In 2005, when Anna Meloto-Wilk and her husband Dylan had their first child, “we decided to use washable diapers instead of disposable ones after discovering that it takes more than 500 years for disposables to biodegrade, and that they release harmful toxins into the environment,” the environmentalist recalls. She noted, of course, the inconvenience of going green, particularly at first, since “we never used disposable (before, and which we did) even when we would travel with the children; but after four years and two children, we’ve gotten used to it, and (became) firmer in our resolve to make sure that our lifestyle creates the least impact on the environment whenever possible.”

That “very personal choice,” Meloto-Wilk says, “made it easy to make a natural transition into coming up with a business that will not only help the environment, but also create sustainable livelihood.”

This became a reality through a partnership with the Gawad Kalinga (an NGO helping provide housing to the poor) communities, which Meloto-Wilk’s family has been supporting since the late 1990s, to form Gandang Kalikasan Inc. (GKI) that is into the production of Human Nature, which is into green personal and children’s care products (shampoos, conditioners, facial washes and toners, moisturizers, body lotions, hand sanitizers, hand soaps, lip balms, massage oil and body butters).

“Human Nature products are natural, (have) no harmful chemicals, are Philippine-made, AND are affordable,” says Meloto-Wilk, who heads GKI, which prefers to source its raw materials locally from farmer cooperatives so that it can buy at fair trade prices and ensure sustainability of the supply.

Anna Meloto-Wilk

The response to Human Nature has been good – though, realistically, it can still be better, especially since among the biggest challenges faced is the “low awareness for what constitutes as a truly green product since there are no strict standards in the Philippines, or in Asia for that matter, unlike in Europe or the US which are the pioneer markets,” Meloto-Wilk says. But “we address this by focusing our marketing on education campaigns, and coming up with an extensive training program for our dealers.
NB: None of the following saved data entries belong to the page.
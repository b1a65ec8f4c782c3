use serde::{Deserialize, Serialize};

pub const DEFAULT_AUDIT_QUERY: &str = "Analise este projeto e extraia as métricas de conformidade.";

/// Multipart field name the upload endpoint reads the document from.
pub const UPLOAD_FIELD_NAME: &str = "file";

#[derive(Debug, Clone, PartialEq, Eq, Serialize, Deserialize)]
pub struct AuditRequest {
    pub query: String,
    #[serde(default, skip_serializing_if = "Option::is_none")]
    pub system_prompt: Option<String>,
}

impl AuditRequest {
    pub fn new(query: impl Into<String>) -> Self {
        Self {
            query: query.into(),
            system_prompt: None,
        }
    }

    pub fn with_system_prompt(mut self, system_prompt: impl Into<String>) -> Self {
        self.system_prompt = Some(system_prompt.into());
        self
    }
}

impl Default for AuditRequest {
    fn default() -> Self {
        Self::new(DEFAULT_AUDIT_QUERY)
    }
}

/// Acknowledgment returned by `POST /upload`. Only its presence matters to the workflow.
#[derive(Debug, Clone, Default, PartialEq, Eq, Serialize, Deserialize)]
pub struct UploadAck {
    #[serde(default)]
    pub message: Option<String>,
    #[serde(default)]
    pub chunks: Option<u64>,
}

impl UploadAck {
    /// Reads whatever known fields a JSON acknowledgment carries; anything else is ignored.
    pub fn from_json(value: &serde_json::Value) -> Self {
        Self {
            message: value
                .get("message")
                .and_then(|v| v.as_str())
                .map(str::to_string),
            chunks: value.get("chunks").and_then(|v| v.as_u64()),
        }
    }
}

/// Error envelope of the audit endpoint.
#[derive(Debug, Clone, Default, PartialEq, Eq, Serialize, Deserialize)]
pub struct ErrorDetail {
    #[serde(default)]
    pub detail: Option<String>,
}

impl ErrorDetail {
    /// Extracts a non-blank `detail` from a raw error body, if there is one.
    pub fn parse_detail(body: &[u8]) -> Option<String> {
        serde_json::from_slice::<ErrorDetail>(body)
            .ok()
            .and_then(|envelope| envelope.detail)
            .filter(|detail| !detail.trim().is_empty())
    }
}

#[derive(Debug, Clone, PartialEq, Eq, Serialize, Deserialize)]
pub struct HealthStatus {
    pub status: String,
    #[serde(default)]
    pub llm: bool,
    #[serde(default)]
    pub vector_store: bool,
}

impl HealthStatus {
    pub fn is_ready(&self) -> bool {
        self.status == "ok" && self.llm && self.vector_store
    }
}
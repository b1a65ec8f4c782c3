//! Report contract and wire types shared between the auditor client and its host apps.

pub mod domain;
pub mod error;
pub mod protocol;
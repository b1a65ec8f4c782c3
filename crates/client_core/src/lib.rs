//! Client side of the document audit service: the HTTP contract and the
//! upload → audit workflow that drives it.

mod api;
mod workflow;

pub use api::{ApiClientError, AuditApi, HttpAuditClient};
pub use workflow::{AuditRunOutcome, RejectReason, SelectedFile, WorkflowController, WorkflowState};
We also wish to educate our suppliers by providing more information on what constitutes as safe and environmentally sound raw materials according to European and American standards.”

Human Nature is now distributed all over the Philippines, with branches in Davao, Cagayan de Oro, Cebu, Bacolod, Iloilo, Samar, Bicol, Laguna, and, yes, Metro Manila; as well as the US (since November 2009). There have been inquiries from Japan, Hong Kong, Canada, the Middle East, and Europe.

More than just being affordable – thus accessible – Meloto-Wilk believes “our customers know that we are more than just a personal care products company. They patronize Human Nature because they know that every purchase helps the Philippines; helps the poor especially, the farmers and GK residents who work for us; and helps the environment, as well.” And with this, with Human Nature, not only is there a line of good products, but by buying them, “they also get to do a lot of good as well.”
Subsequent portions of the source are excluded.